With the guidance of Kozakov at Stony Brook’s Laufer Center for Physical and Quantitative Biology, Kotelnikov carried over his understanding of physics to create modeling methods that are more effective, efficient, reliable, and generalizable. Among them, he developed a new way of predicting the protein complex structures mediated by proteolysis-targeting chimeras, or PROTACs, a new class of molecules that can trigger the breakdown of specific proteins previously considered undruggable, such as those found in cancer.
PROTACs have been challenging to model, in part because they are composed of proteins that don’t naturally interact with each other, and because the linker that connects them is flexible. Imagine trying to guess the overall shape of a bendy Lego piece attached to two other pieces of different irregular, unmatched shapes. To efficiently find all possible configurations, Kotelnikov’s method conceptually cuts the linker into two halves and models each separately, then reformulates the problem and calculates it using a powerful algorithm called Fast Fourier Transform.
“It’s kind of like applied math judo that you sometimes need to do in order to make certain intractable computations tractable,” he says.
Kotelnikov’s state-of-the-art methods have been instrumental to his team’s top performance in numerous international challenges including the Critical Assessment of protein Structure Prediction (CASP) competition — the same contest in which the Nobel Prize-winning AlphaFold system for protein 3D structure prediction was presented.
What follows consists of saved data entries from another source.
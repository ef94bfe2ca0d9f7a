#![cfg_attr(docsrs, feature(doc_cfg))]
#![doc = include_str!("../README.md")]

mod aggregate;
pub mod catalog;
mod constants;
mod registry;
mod result;
mod sample;
mod stats;

pub use aggregate::*;
pub use constants::*;
pub use registry::*;
pub use result::*;
pub use sample::*;
pub use stats::*;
Physics and machine learning
At MIT, Kotelnikov is working with Amy Keating, the Jay A. Stein (1968) Professor of Biology, biology department head, and professor of biological engineering, to study protein structure, function, and interactions.
A recognized leader in the field, Keating employs both computational and experimental methods to study proteins, their interactions, as well as how this can impact disease. By infusing physics with machine learning, Kotelnikov’s goal is to advance modeling methods that can vastly inform applications such as cancer immunology and crop protection.
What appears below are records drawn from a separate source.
//! Static catalog of benchmarkable endpoints.
#[cfg(feature = "serde")]
use serde::Serialize;
use std::collections::HashSet;
use std::fmt;
use thiserror::Error;
#[allow(unused_imports)]
use tracing::{debug, trace, warn};

#[derive(Debug, Error, PartialEq, Eq)]
pub enum RegistryError {
    #[error("Duplicate endpoint id `{0}`")]
    DuplicateId(String),
}

#[derive(Debug, Clone, Copy, PartialEq, Eq, Hash)]
#[cfg_attr(feature = "serde", derive(Serialize))]
#[cfg_attr(feature = "serde", serde(rename_all = "UPPERCASE"))]
pub enum HttpMethod {
    Get,
    Post,
}

impl HttpMethod {
    pub fn as_str(&self) -> &'static str {
        match self {
            HttpMethod::Get => "GET",
            HttpMethod::Post => "POST",
        }
    }
}

impl fmt::Display for HttpMethod {
    fn fmt(&self, f: &mut fmt::Formatter<'_>) -> fmt::Result {
        f.write_str(self.as_str())
    }
}

/// One operation as declared inside a [`ServiceGroup`].
#[derive(Debug, Clone)]
pub struct EndpointSpec {
    pub id: String,
    pub method: HttpMethod,
    pub path: String,
    pub name: String,
    pub description: String,
}

impl EndpointSpec {
    pub fn get(id: &str, path: &str, name: &str, description: &str) -> Self {
        Self::new(id, HttpMethod::Get, path, name, description)
    }

    pub fn post(id: &str, path: &str, name: &str, description: &str) -> Self {
        Self::new(id, HttpMethod::Post, path, name, description)
    }

    fn new(id: &str, method: HttpMethod, path: &str, name: &str, description: &str) -> Self {
        Self {
            id: id.to_string(),
            method,
            path: path.to_string(),
            name: name.to_string(),
            description: description.to_string(),
        }
    }
}

/// A backend service and the operations it exposes.
#[derive(Debug, Clone)]
pub struct ServiceGroup {
    pub name: String,
    pub tech: String,
    pub runtime: String,
    /// Presentation tag only; the engine never interprets it.
    pub color: String,
    pub base_url: String,
    pub endpoints: Vec<EndpointSpec>,
}

impl ServiceGroup {
    pub fn new(name: &str, base_url: &str) -> Self {
        Self {
            name: name.to_string(),
            tech: String::new(),
            runtime: String::new(),
            color: String::new(),
            base_url: base_url.to_string(),
            endpoints: vec![],
        }
    }

    pub fn tech(mut self, tech: &str, runtime: &str) -> Self {
        self.tech = tech.to_string();
        self.runtime = runtime.to_string();
        self
    }

    pub fn color(mut self, color: &str) -> Self {
        self.color = color.to_string();
        self
    }

    pub fn endpoint(mut self, endpoint: EndpointSpec) -> Self {
        self.endpoints.push(endpoint);
        self
    }
}

/// A fully resolved endpoint: the operation plus the service it belongs to.
#[derive(Debug, Clone, PartialEq, Eq)]
#[cfg_attr(feature = "serde", derive(Serialize))]
pub struct EndpointDescriptor {
    pub id: String,
    pub name: String,
    pub description: String,
    pub service_name: String,
    pub service_tech: String,
    pub service_color: String,
    pub method: HttpMethod,
    pub path: String,
    pub base_url: String,
}

impl EndpointDescriptor {
    /// Target of a benchmark request: `base_url + path`, no query string.
    pub fn url(&self) -> String {
        format!("{}{}", self.base_url, self.path)
    }

    pub fn is_benchmarkable(&self) -> bool {
        self.method == HttpMethod::Get && !self.base_url.is_empty()
    }
}

impl fmt::Display for EndpointDescriptor {
    fn fmt(&self, f: &mut fmt::Formatter<'_>) -> fmt::Result {
        let path = if self.path.is_empty() { "/" } else { &self.path };
        write!(f, "{} {} {}", self.service_name, self.method, path)
    }
}

/// Lookup table of endpoints, built once and never mutated.
///
/// Only `GET` operations are ever handed out for benchmarking: repeating a write operation
/// would change the state of the service under test.
#[derive(Debug, Clone, Default)]
pub struct Registry {
    endpoints: Vec<EndpointDescriptor>,
}

impl Registry {
    /// Flattens the groups into descriptors, preserving declaration order.
    ///
    /// Endpoint ids must be unique across every group. Groups without a base URL are skipped,
    /// since there is nothing to send requests to.
    pub fn new(groups: impl IntoIterator<Item = ServiceGroup>) -> Result<Self, RegistryError> {
        let mut seen = HashSet::new();
        let mut endpoints = vec![];

        for group in groups {
            for spec in &group.endpoints {
                if !seen.insert(spec.id.clone()) {
                    return Err(RegistryError::DuplicateId(spec.id.clone()));
                }
            }

            let base_url = group.base_url.trim().trim_end_matches('/');
            if base_url.is_empty() {
                warn!(
                    "Service {} has no base URL configured; its {} endpoints are unavailable.",
                    group.name,
                    group.endpoints.len()
                );
                continue;
            }

            for spec in group.endpoints {
                trace!("Registering {} {} {}", group.name, spec.method, spec.path);
                endpoints.push(EndpointDescriptor {
                    id: spec.id,
                    name: spec.name,
                    description: spec.description,
                    service_name: group.name.clone(),
                    service_tech: group.tech.clone(),
                    service_color: group.color.clone(),
                    method: spec.method,
                    path: spec.path,
                    base_url: base_url.to_string(),
                });
            }
        }

        debug!("Registry built with {} endpoints", endpoints.len());
        Ok(Self { endpoints })
    }

    /// Every benchmarkable (`GET`) endpoint in declaration order.
    pub fn list(&self) -> impl Iterator<Item = &EndpointDescriptor> + '_ {
        self.endpoints.iter().filter(|e| e.is_benchmarkable())
    }

    pub fn filter_by_service<'a>(
        &'a self,
        service: &'a str,
    ) -> impl Iterator<Item = &'a EndpointDescriptor> + 'a {
        self.list().filter(move |e| e.service_name == service)
    }

    pub fn get(&self, id: &str) -> Option<&EndpointDescriptor> {
        self.list().find(|e| e.id == id)
    }

    /// Distinct service names with at least one benchmarkable endpoint, in declaration order.
    pub fn services(&self) -> Vec<&str> {
        let mut services: Vec<&str> = vec![];
        for endpoint in self.list() {
            if !services.contains(&endpoint.service_name.as_str()) {
                services.push(&endpoint.service_name);
            }
        }
        services
    }

    pub fn len(&self) -> usize {
        self.list().count()
    }

    pub fn is_empty(&self) -> bool {
        self.len() == 0
    }
}

#[cfg(test)]
mod tests {
    use super::*;

    fn groups() -> Vec<ServiceGroup> {
        vec![
            ServiceGroup::new("X", "http://x.local/")
                .endpoint(EndpointSpec::get("x-root", "", "Root", ""))
                .endpoint(EndpointSpec::post("x-add", "/items", "Add", ""))
                .endpoint(EndpointSpec::get("x-items", "/items", "Items", "")),
            ServiceGroup::new("Y", "http://y.local")
                .endpoint(EndpointSpec::get("y-health", "/health", "Health", "")),
        ]
    }

    #[test]
    fn list_excludes_write_operations() {
        let registry = Registry::new(groups()).unwrap();
        let ids: Vec<_> = registry.list().map(|e| e.id.as_str()).collect();
        assert_eq!(ids, vec!["x-root", "x-items", "y-health"]);
        assert!(registry.get("x-add").is_none());
    }

    #[test]
    fn filter_by_service_keeps_order() {
        let registry = Registry::new(groups()).unwrap();
        let ids: Vec<_> = registry
            .filter_by_service("X")
            .map(|e| e.id.as_str())
            .collect();
        assert_eq!(ids, vec!["x-root", "x-items"]);
        assert_eq!(registry.filter_by_service("Z").count(), 0);
        assert_eq!(registry.services(), vec!["X", "Y"]);
    }

    #[test]
    fn url_joins_base_and_path() {
        let registry = Registry::new(groups()).unwrap();
        assert_eq!(registry.get("x-root").unwrap().url(), "http://x.local");
        assert_eq!(registry.get("x-items").unwrap().url(), "http://x.local/items");
        assert_eq!(
            registry.get("y-health").unwrap().url(),
            "http://y.local/health"
        );
    }

    #[test]
    fn duplicate_ids_are_rejected() {
        let mut groups = groups();
        groups.push(
            ServiceGroup::new("Z", "http://z.local")
                .endpoint(EndpointSpec::get("x-root", "/", "Root", "")),
        );
        assert_eq!(
            Registry::new(groups).unwrap_err(),
            RegistryError::DuplicateId("x-root".to_string())
        );
    }

    #[tracing_test::traced_test]
    #[test]
    fn services_without_base_url_are_skipped() {
        let mut groups = groups();
        groups[1].base_url = "  ".to_string();
        let registry = Registry::new(groups).unwrap();
        assert_eq!(registry.len(), 2);
        assert_eq!(registry.services(), vec!["X"]);
        assert!(logs_contain("no base URL configured"));
    }
}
“Kotelnikov stands to gain a lot from working closely with wet lab researchers who are doing the experiments that will complement and test his predictions, and my lab will benefit from his experience developing and applying advanced computational analyses,” says Keating.
Kotelnikov is also planning to work with professors Tommi Jaakkola and Tess Smidt in MIT’s Department of Electrical Engineering and Computer Science to explore a field called geometric deep learning. In particular, he aims to integrate physical and geometric knowledge about biomolecules into neural network architectures and learning procedures. This approach can significantly reduce the amount of data needed for learning, and improve the generalizability of resulting models.
Beyond the two departments, Kotelnikov is also excited to see how the diversity and interdisciplinary mix of MIT’s community will help him come up with ideas.
“When you’re building a model, you’re entering this imaginary world of assumptions and simplifications and it might feel challenging because of this disconnect with reality,” Kotelnikov says. “Being able to efficiently communicate with experimentalists is of high value.”